Financial Capers Made Easy To Understand.

What I don't understand from the whole thing: this doctor guy went to the banks and said I want to buy insurance that pays me if other people's mortgages fail. And the banks said, OK. (Which was dumb.) But then the banks started to sell each other insurance on whether or not that insurance would have to be paid out. And then insurance on THAT insurance. And so on. So: how was this EVER a good idea? I understand short selling -- you borrow a share and sell it, on the assumption that when you need to return the share you can buy it at a lower price -- because there's actual skin in the game (theoretically the share you borrow has to exist somewhere first). I also understand margin buying (basically the investment banks are lending you the difference between what you have and what you want to buy on the assumption that A) if you need to pay off the margin call you can sell the shares, presumably for more money than you bought them for and B) the shares you are buying actually exist somewhere and acts as a form of collateral. But this selling each other insurance on conditions they don't actually have any skin in the game on, that's either gambling -- or outright fraud. The insurance payout doesn't have any relationship to the underlying insured "property" (which itself is a terrible word for this situation but you know what I mean).

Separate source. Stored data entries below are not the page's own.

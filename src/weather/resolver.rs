//! Maps a requested date and time onto one sample of an hourly series

use chrono::{NaiveDate, NaiveTime, Timelike};
use tracing::warn;

use crate::models::HourlySeries;

/// Target time used when the caller gives none
pub const DEFAULT_TARGET_TIME: NaiveTime = NaiveTime::from_hms_opt(12, 0, 0).unwrap();

/// Finds the sample for a target hour.
///
/// Matching is done on the `YYYY-MM-DDTHH` prefix of the series timestamps, so
/// minutes and seconds of the target are ignored. When nothing matches the
/// first sample (index 0) is used: lookups are best effort and never fail here.
#[derive(Debug, Clone, Copy, Default)]
pub struct TimeSlotResolver;

impl TimeSlotResolver {
    #[must_use]
    pub fn new() -> Self {
        Self
    }

    /// Index of the first sample in the target hour, or 0
    #[must_use]
    pub fn resolve(
        &self,
        series: &HourlySeries,
        target_date: NaiveDate,
        target_time: Option<NaiveTime>,
    ) -> usize {
        let prefix = hour_prefix(target_date, effective_time(target_time));

        match series.time.iter().position(|time| time.starts_with(&prefix)) {
            Some(index) => index,
            None => {
                warn!(
                    "No sample for {} among {} entries, using the first one",
                    prefix,
                    series.len()
                );
                0
            }
        }
    }
}

/// The requested time, or noon
#[must_use]
pub fn effective_time(target_time: Option<NaiveTime>) -> NaiveTime {
    target_time.unwrap_or(DEFAULT_TARGET_TIME)
}

fn hour_prefix(date: NaiveDate, time: NaiveTime) -> String {
    format!("{}T{:02}", date.format("%Y-%m-%d"), time.hour())
}
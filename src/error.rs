//! Error types and handling for the weather timeline

use thiserror::Error;

/// Main error type for the weather timeline
#[derive(Error, Debug)]
pub enum WeatherTimelineError {
    /// Configuration-related errors
    #[error("Configuration error: {message}")]
    Config { message: String },

    /// No usable location could be obtained from the provider
    #[error("Location unavailable: {message}")]
    LocationUnavailable { message: String },

    /// Coordinate outside the valid latitude/longitude range
    #[error("Invalid coordinate: lat={latitude}, lon={longitude}")]
    InvalidCoordinate { latitude: f64, longitude: f64 },

    /// Weather API communication, decoding or server errors
    #[error("Weather query failed: {message}")]
    Query { message: String },

    /// History store errors
    #[error("History store error: {message}")]
    Persistence { message: String },

    /// I/O operation errors
    #[error("I/O error: {source}")]
    Io {
        #[from]
        source: std::io::Error,
    },
}

impl WeatherTimelineError {
    /// Create a new configuration error
    pub fn config<S: Into<String>>(message: S) -> Self {
        Self::Config {
            message: message.into(),
        }
    }

    /// Create a new location error
    pub fn location_unavailable<S: Into<String>>(message: S) -> Self {
        Self::LocationUnavailable {
            message: message.into(),
        }
    }

    /// Create a new invalid coordinate error
    #[must_use]
    pub fn invalid_coordinate(latitude: f64, longitude: f64) -> Self {
        Self::InvalidCoordinate {
            latitude,
            longitude,
        }
    }

    /// Wrap a transport or decoding failure, keeping the whole cause chain
    #[must_use]
    pub fn query(source: &anyhow::Error) -> Self {
        Self::Query {
            message: format!("{source:#}"),
        }
    }

    /// Wrap a history store failure, keeping the whole cause chain
    #[must_use]
    pub fn persistence(source: &anyhow::Error) -> Self {
        Self::Persistence {
            message: format!("{source:#}"),
        }
    }

    /// Whether repeating the same operation may succeed
    #[must_use]
    pub fn is_retryable(&self) -> bool {
        matches!(
            self,
            Self::Query { .. } | Self::LocationUnavailable { .. } | Self::Persistence { .. }
        )
    }

    /// Get a user-friendly error message
    #[must_use]
    pub fn user_message(&self) -> String {
        match self {
            WeatherTimelineError::Config { .. } => {
                "Configuration error. Please check your config file.".to_string()
            }
            WeatherTimelineError::LocationUnavailable { .. } => {
                "Determining your location... Please try again in a few seconds.".to_string()
            }
            WeatherTimelineError::InvalidCoordinate {
                latitude,
                longitude,
            } => {
                format!("Coordinates {latitude:.4}, {longitude:.4} are out of range")
            }
            WeatherTimelineError::Query { message } => {
                format!("Failed to get weather data: {message}")
            }
            WeatherTimelineError::Persistence { message } => {
                format!("History operation failed: {message}")
            }
            WeatherTimelineError::Io { .. } => {
                "File operation failed. Please check file permissions.".to_string()
            }
        }
    }
}

#[cfg(test)]
mod tests {
    use super::*;
    use anyhow::Context;

    #[test]
    fn test_error_creation() {
        let config_err = WeatherTimelineError::config("bad level");
        assert!(matches!(config_err, WeatherTimelineError::Config { .. }));

        let location_err = WeatherTimelineError::location_unavailable("no fix");
        assert!(matches!(
            location_err,
            WeatherTimelineError::LocationUnavailable { .. }
        ));

        let coord_err = WeatherTimelineError::invalid_coordinate(91.0, 0.0);
        assert!(matches!(
            coord_err,
            WeatherTimelineError::InvalidCoordinate { .. }
        ));
    }

    #[test]
    fn test_query_error_keeps_cause_chain() {
        let cause: anyhow::Result<()> = Err(anyhow::anyhow!("connection refused"));
        let err = cause.context("Failed to send request").unwrap_err();

        let query_err = WeatherTimelineError::query(&err);
        let text = query_err.to_string();
        assert!(text.contains("Failed to send request"));
        assert!(text.contains("connection refused"));
        assert!(query_err.is_retryable());
    }

    #[test]
    fn test_user_messages() {
        let config_err = WeatherTimelineError::config("test");
        assert!(config_err.user_message().contains("Configuration error"));
        assert!(!config_err.is_retryable());

        let coord_err = WeatherTimelineError::invalid_coordinate(120.0, 10.0);
        assert!(coord_err.user_message().contains("120.0000"));
        assert!(!coord_err.is_retryable());

        let store_err = WeatherTimelineError::persistence(&anyhow::anyhow!("disk full"));
        assert!(store_err.user_message().contains("disk full"));
    }

    #[test]
    fn test_io_error_conversion() {
        let io_err = std::io::Error::new(std::io::ErrorKind::NotFound, "file not found");
        let err: WeatherTimelineError = io_err.into();
        assert!(matches!(err, WeatherTimelineError::Io { .. }));
    }
}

So people losing their homes -- that part was always going to happen because the loans were always bad. The financial market imploding, though, that was because of this synthetic CDO insurance bullshit they were selling each other. And yes, you have to bail out the banks because while people losing their houses is bad, you can say well they shouldn't have received the loans in the first place, but all the retirement investments that people have tied up in the banks would have been lost as the whole CDO thing unwound and took out all the banks' assets. And the alternative, bailing out a wide range of individuals because they've lost everything, is hard.

But the movie was a lot more fun than financial fraud had any right to be.